## What you will do
Here are the records. Print them all exactly.

## Data extracted from a collection

==================================================

use anyhow::{anyhow, bail, Context, Result};
use clap::Parser;
use serde::Deserialize;
use std::path::PathBuf;
use std::sync::Arc;
use tracing_subscriber::EnvFilter;
use uuid::Uuid;

mod cli;
mod config;
mod dupes;
mod error;
mod jobs;
mod model;
mod planner;
mod provider;
mod repo;
mod report;
mod template;

use cli::{Command, RootArgs, TemplateCommand};
use config::WorkspaceConfig;
use jobs::{JobContext, JobPayload, JobRunner};
use model::{
    now_millis, ExpectedItem, FolderNode, ItemDecision, RoutingRule, Run, RunStatus, Template,
    TEMPLATE_SCHEMA_VERSION,
};
use planner::{ClassifierAdapter, ClassifierBackend, CommandClassifier, HttpClassifier, PlanOptions};
use provider::{LocalDirProvider, RetryPolicy};
use repo::{JsonStore, PlanItemUpdate, Repository};

fn main() -> Result<()> {
    let args = RootArgs::parse();

    let default_level = if args.verbose { "info" } else { "warn" };
    tracing_subscriber::fmt()
        .with_env_filter(
            EnvFilter::try_from_default_env().unwrap_or_else(|_| EnvFilter::new(default_level)),
        )
        .with_writer(std::io::stderr)
        .init();

    let state_dir = resolve_state_dir(&args)?;
    std::fs::create_dir_all(&state_dir)
        .with_context(|| format!("create state dir {}", state_dir.display()))?;
    let config = WorkspaceConfig::load(&state_dir.join("config.json"))?;
    let repo: Arc<dyn Repository> = Arc::new(JsonStore::open(state_dir.join("state.json"))?);

    match args.command {
        Command::Scan(ref scan) => {
            let runner = build_runner(&args, &config, repo.clone())?;
            let job_id = runner.start_job(
                &args.workspace,
                None,
                JobPayload::Scan {
                    folder_id: scan.folder.clone(),
                    company_name: scan.company_name.clone(),
                },
            )?;
            finish_job(&runner, &job_id, scan.wait)
        }
        Command::Plan(ref plan) => {
            let runner = build_runner(&args, &config, repo.clone())?;
            let file_ids = if plan.file_ids.is_empty() {
                None
            } else {
                Some(plan.file_ids.clone())
            };
            let job_id = runner.start_job(
                &args.workspace,
                Some(plan.template.clone()),
                JobPayload::Plan { file_ids },
            )?;
            finish_job(&runner, &job_id, plan.wait)
        }
        Command::Copy(ref copy) => {
            let template_id = match &copy.template {
                Some(id) => id.clone(),
                None => repo
                    .get_run(&copy.plan_run)?
                    .template_id
                    .ok_or_else(|| anyhow!("plan run {} has no template id", copy.plan_run))?,
            };
            let runner = build_runner(&args, &config, repo.clone())?;
            let job_id = runner.start_job(
                &args.workspace,
                Some(template_id),
                JobPayload::Copy {
                    plan_run_id: copy.plan_run.clone(),
                    target_folder_id: copy.target.clone(),
                },
            )?;
            finish_job(&runner, &job_id, copy.wait)
        }
        Command::Promote(ref promote) => {
            let template_id = repo.get_run(&promote.run)?.template_id;
            let runner = build_runner(&args, &config, repo.clone())?;
            let job_id = runner.start_job(
                &args.workspace,
                template_id,
                JobPayload::Promote {
                    source_run_id: promote.run.clone(),
                },
            )?;
            finish_job(&runner, &job_id, promote.wait)
        }
        Command::Review(ref review) => cmd_review(repo.as_ref(), review),
        Command::Report(ref report_args) => cmd_report(&args, repo.as_ref(), report_args),
        Command::Runs(ref runs) => cmd_runs(&args, repo.as_ref(), runs),
        Command::Dupes(ref dupes) => cmd_dupes(&args, repo.as_ref(), dupes),
        Command::Template(ref template_cmd) => cmd_template(repo.as_ref(), template_cmd),
    }
}

fn resolve_state_dir(args: &RootArgs) -> Result<PathBuf> {
    let base = match &args.state_dir {
        Some(dir) => dir.clone(),
        None => dirs::data_local_dir()
            .ok_or_else(|| anyhow!("no platform data directory; pass --state-dir"))?
            .join("dclerk"),
    };
    Ok(base.join(&args.workspace))
}

fn build_runner(args: &RootArgs, config: &WorkspaceConfig, repo: Arc<dyn Repository>) -> Result<JobRunner> {
    let root = args
        .root
        .clone()
        .unwrap_or_else(|| PathBuf::from("."));
    let provider = Arc::new(LocalDirProvider::new(root));
    let classifier = Arc::new(resolve_classifier(args, config));
    if !classifier.is_configured() {
        tracing::info!("no classifier configured; unmatched files go to the catch-all folder");
    }
    let plan_options = PlanOptions {
        llm_threshold: args
            .llm_threshold
            .or(config.llm_threshold)
            .unwrap_or(planner::DEFAULT_LLM_THRESHOLD),
        approval_threshold: args
            .approval_threshold
            .or(config.approval_threshold)
            .unwrap_or(planner::DEFAULT_APPROVAL_THRESHOLD),
    };
    Ok(JobRunner::new(JobContext {
        repo,
        provider,
        classifier,
        retry: RetryPolicy::default(),
        plan_options,
    }))
}

/// Classifier resolution order: CLI flag, then config, then the
/// `DCLERK_CLASSIFIER` environment variable. Unconfigured is allowed; unmatched
/// files then degrade to the catch-all folder.
fn resolve_classifier(args: &RootArgs, config: &WorkspaceConfig) -> ClassifierAdapter {
    let backend: Option<Box<dyn ClassifierBackend>> = if let Some(cmd) = &args.classifier_cmd {
        Some(Box::new(CommandClassifier {
            command: cmd.clone(),
        }))
    } else if let Some(url) = &args.classifier_url {
        Some(Box::new(HttpClassifier {
            endpoint: url.clone(),
            api_key: std::env::var("DCLERK_API_KEY")
                .ok()
                .or_else(|| config.classifier_api_key.clone())
                .unwrap_or_default(),
            model: args
                .classifier_model
                .clone()
                .or_else(|| config.classifier_model.clone())
                .unwrap_or_else(|| "gpt-4o-mini".to_string()),
        }))
    } else if let Some(cmd) = &config.classifier_command {
        Some(Box::new(CommandClassifier {
            command: cmd.clone(),
        }))
    } else if let Some(url) = &config.classifier_endpoint {
        Some(Box::new(HttpClassifier {
            endpoint: url.clone(),
            api_key: std::env::var("DCLERK_API_KEY")
                .ok()
                .or_else(|| config.classifier_api_key.clone())
                .unwrap_or_default(),
            model: config
                .classifier_model
                .clone()
                .unwrap_or_else(|| "gpt-4o-mini".to_string()),
        }))
    } else if let Ok(cmd) = std::env::var(config::CLASSIFIER_ENV_VAR) {
        Some(Box::new(CommandClassifier { command: cmd }))
    } else {
        None
    };
    ClassifierAdapter::new(backend)
}

/// Print the job id, then join the worker thread. With `--wait` the terminal
/// status is reported and a failed run becomes a process error; without it
/// the join is silent so the process never exits mid-stage.
fn finish_job(runner: &JobRunner, job_id: &str, wait: bool) -> Result<()> {
    println!("{job_id}");
    let run = runner.wait(job_id)?;
    if !wait {
        if run.status == RunStatus::Failed {
            tracing::warn!(job_id, error = run.error_message.as_deref(), "job failed");
        }
        return Ok(());
    }
    match run.status {
        RunStatus::Completed => {
            println!("{} completed", run.run_type);
            print_links(&run);
            Ok(())
        }
        RunStatus::Failed => bail!(
            "{} failed: {}",
            run.run_type,
            run.error_message.as_deref().unwrap_or("unknown error")
        ),
        _ => bail!("{} did not reach a terminal state", run.run_type),
    }
}

fn print_links(run: &Run) {
    if let Some(id) = &run.links.original_folder_id {
        println!("  original: {id}");
    }
    if let Some(id) = &run.links.clean_folder_id {
        println!("  clean:    {id}");
    }
    if let Some(id) = &run.links.promoted_folder_id {
        println!("  promoted: {id}");
    }
    if let Some(id) = &run.links.archived_folder_id {
        println!("  archived: {id}");
    }
}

==================================================

## Response to this task
use anyhow::{anyhow, bail, Context, Result};
use clap::Parser;
use serde::Deserialize;
use std::path::PathBuf;
use std::sync::Arc;
use tracing_subscriber::EnvFilter;
use uuid::Uuid;

mod cli;
mod config;
mod dupes;
mod error;
mod jobs;
mod model;
mod planner;
mod provider;
mod repo;
mod report;
mod template;

use cli::{Command, RootArgs, TemplateCommand};
use config::WorkspaceConfig;
use jobs::{JobContext, JobPayload, JobRunner};
use model::{
    now_millis, ExpectedItem, FolderNode, ItemDecision, RoutingRule, Run, RunStatus, Template,
    TEMPLATE_SCHEMA_VERSION,
};
use planner::{ClassifierAdapter, ClassifierBackend, CommandClassifier, HttpClassifier, PlanOptions};
use provider::{LocalDirProvider, RetryPolicy};
use repo::{JsonStore, PlanItemUpdate, Repository};

fn main() -> Result<()> {
    let args = RootArgs::parse();

    let default_level = if args.verbose { "info" } else { "warn" };
    tracing_subscriber::fmt()
        .with_env_filter(
            EnvFilter::try_from_default_env().unwrap_or_else(|_| EnvFilter::new(default_level)),
        )
        .with_writer(std::io::stderr)
        .init();

    let state_dir = resolve_state_dir(&args)?;
    std::fs::create_dir_all(&state_dir)
        .with_context(|| format!("create state dir {}", state_dir.display()))?;
    let config = WorkspaceConfig::load(&state_dir.join("config.json"))?;
    let repo: Arc<dyn Repository> = Arc::new(JsonStore::open(state_dir.join("state.json"))?);

    match args.command {
        Command::Scan(ref scan) => {
            let runner = build_runner(&args, &config, repo.clone())?;
            let job_id = runner.start_job(
                &args.workspace,
                None,
                JobPayload::Scan {
                    folder_id: scan.folder.clone(),
                    company_name: scan.company_name.clone(),
                },
            )?;
            finish_job(&runner, &job_id, scan.wait)
        }
        Command::Plan(ref plan) => {
            let runner = build_runner(&args, &config, repo.clone())?;
            let file_ids = if plan.file_ids.is_empty() {
                None
            } else {
                Some(plan.file_ids.clone())
            };
            let job_id = runner.start_job(
                &args.workspace,
                Some(plan.template.clone()),
                JobPayload::Plan { file_ids },
            )?;
            finish_job(&runner, &job_id, plan.wait)
        }
        Command::Copy(ref copy) => {
            let template_id = match &copy.template {
                Some(id) => id.clone(),
                None => repo
                    .get_run(&copy.plan_run)?
                    .template_id
                    .ok_or_else(|| anyhow!("plan run {} has no template id", copy.plan_run))?,
            };
            let runner = build_runner(&args, &config, repo.clone())?;
            let job_id = runner.start_job(
                &args.workspace,
                Some(template_id),
                JobPayload::Copy {
                    plan_run_id: copy.plan_run.clone(),
                    target_folder_id: copy.target.clone(),
                },
            )?;
            finish_job(&runner, &job_id, copy.wait)
        }
        Command::Promote(ref promote) => {
            let template_id = repo.get_run(&promote.run)?.template_id;
            let runner = build_runner(&args, &config, repo.clone())?;
            let job_id = runner.start_job(
                &args.workspace,
                template_id,
                JobPayload::Promote {
                    source_run_id: promote.run.clone(),
                },
            )?;
            finish_job(&runner, &job_id, promote.wait)
        }
        Command::Review(ref review) => cmd_review(repo.as_ref(), review),
        Command::Report(ref report_args) => cmd_report(&args, repo.as_ref(), report_args),
        Command::Runs(ref runs) => cmd_runs(&args, repo.as_ref(), runs),
        Command::Dupes(ref dupes) => cmd_dupes(&args, repo.as_ref(), dupes),
        Command::Template(ref template_cmd) => cmd_template(repo.as_ref(), template_cmd),
    }
}

fn resolve_state_dir(args: &RootArgs) -> Result<PathBuf> {
    let base = match &args.state_dir {
        Some(dir) => dir.clone(),
        None => dirs::data_local_dir()
            .ok_or_else(|| anyhow!("no platform data directory; pass --state-dir"))?
            .join("dclerk"),
    };
    Ok(base.join(&args.workspace))
}

fn build_runner(args: &RootArgs, config: &WorkspaceConfig, repo: Arc<dyn Repository>) -> Result<JobRunner> {
    let root = args
        .root
        .clone()
        .unwrap_or_else(|| PathBuf::from("."));
    let provider = Arc::new(LocalDirProvider::new(root));
    let classifier = Arc::new(resolve_classifier(args, config));
    if !classifier.is_configured() {
        tracing::info!("no classifier configured; unmatched files go to the catch-all folder");
    }
    let plan_options = PlanOptions {
        llm_threshold: args
            .llm_threshold
            .or(config.llm_threshold)
            .unwrap_or(planner::DEFAULT_LLM_THRESHOLD),
        approval_threshold: args
            .approval_threshold
            .or(config.approval_threshold)
            .unwrap_or(planner::DEFAULT_APPROVAL_THRESHOLD),
    };
    Ok(JobRunner::new(JobContext {
        repo,
        provider,
        classifier,
        retry: RetryPolicy::default(),
        plan_options,
    }))
}

/// Classifier resolution order: CLI flag, then config, then the
/// `DCLERK_CLASSIFIER` environment variable. Unconfigured is allowed; unmatched
/// files then degrade to the catch-all folder.
fn resolve_classifier(args: &RootArgs, config: &WorkspaceConfig) -> ClassifierAdapter {
    let backend: Option<Box<dyn ClassifierBackend>> = if let Some(cmd) = &args.classifier_cmd {
        Some(Box::new(CommandClassifier {
            command: cmd.clone(),
        }))
    } else if let Some(url) = &args.classifier_url {
        Some(Box::new(HttpClassifier {
            endpoint: url.clone(),
            api_key: std::env::var("DCLERK_API_KEY")
                .ok()
                .or_else(|| config.classifier_api_key.clone())
                .unwrap_or_default(),
            model: args
                .classifier_model
                .clone()
                .or_else(|| config.classifier_model.clone())
                .unwrap_or_else(|| "gpt-4o-mini".to_string()),
        }))
    } else if let Some(cmd) = &config.classifier_command {
        Some(Box::new(CommandClassifier {
            command: cmd.clone(),
        }))
    } else if let Some(url) = &config.classifier_endpoint {
        Some(Box::new(HttpClassifier {
            endpoint: url.clone(),
            api_key: std::env::var("DCLERK_API_KEY")
                .ok()
                .or_else(|| config.classifier_api_key.clone())
                .unwrap_or_default(),
            model: config
                .classifier_model
                .clone()
                .unwrap_or_else(|| "gpt-4o-mini".to_string()),
        }))
    } else if let Ok(cmd) = std::env::var(config::CLASSIFIER_ENV_VAR) {
        Some(Box::new(CommandClassifier { command: cmd }))
    } else {
        None
    };
    ClassifierAdapter::new(backend)
}

/// Print the job id, then join the worker thread. With `--wait` the terminal
/// status is reported and a failed run becomes a process error; without it
/// the join is silent so the process never exits mid-stage.
fn finish_job(runner: &JobRunner, job_id: &str, wait: bool) -> Result<()> {
    println!("{job_id}");
    let run = runner.wait(job_id)?;
    if !wait {
        if run.status == RunStatus::Failed {
            tracing::warn!(job_id, error = run.error_message.as_deref(), "job failed");
        }
        return Ok(());
    }
    match run.status {
        RunStatus::Completed => {
            println!("{} completed", run.run_type);
            print_links(&run);
            Ok(())
        }
        RunStatus::Failed => bail!(
            "{} failed: {}",
            run.run_type,
            run.error_message.as_deref().unwrap_or("unknown error")
        ),
        _ => bail!("{} did not reach a terminal state", run.run_type),
    }
}

fn print_links(run: &Run) {
    if let Some(id) = &run.links.original_folder_id {
        println!("  original: {id}");
    }
    if let Some(id) = &run.links.clean_folder_id {
        println!("  clean:    {id}");
    }
    if let Some(id) = &run.links.promoted_folder_id {
        println!("  promoted: {id}");
    }
    if let Some(id) = &run.links.archived_folder_id {
        println!("  archived: {id}");
    }
}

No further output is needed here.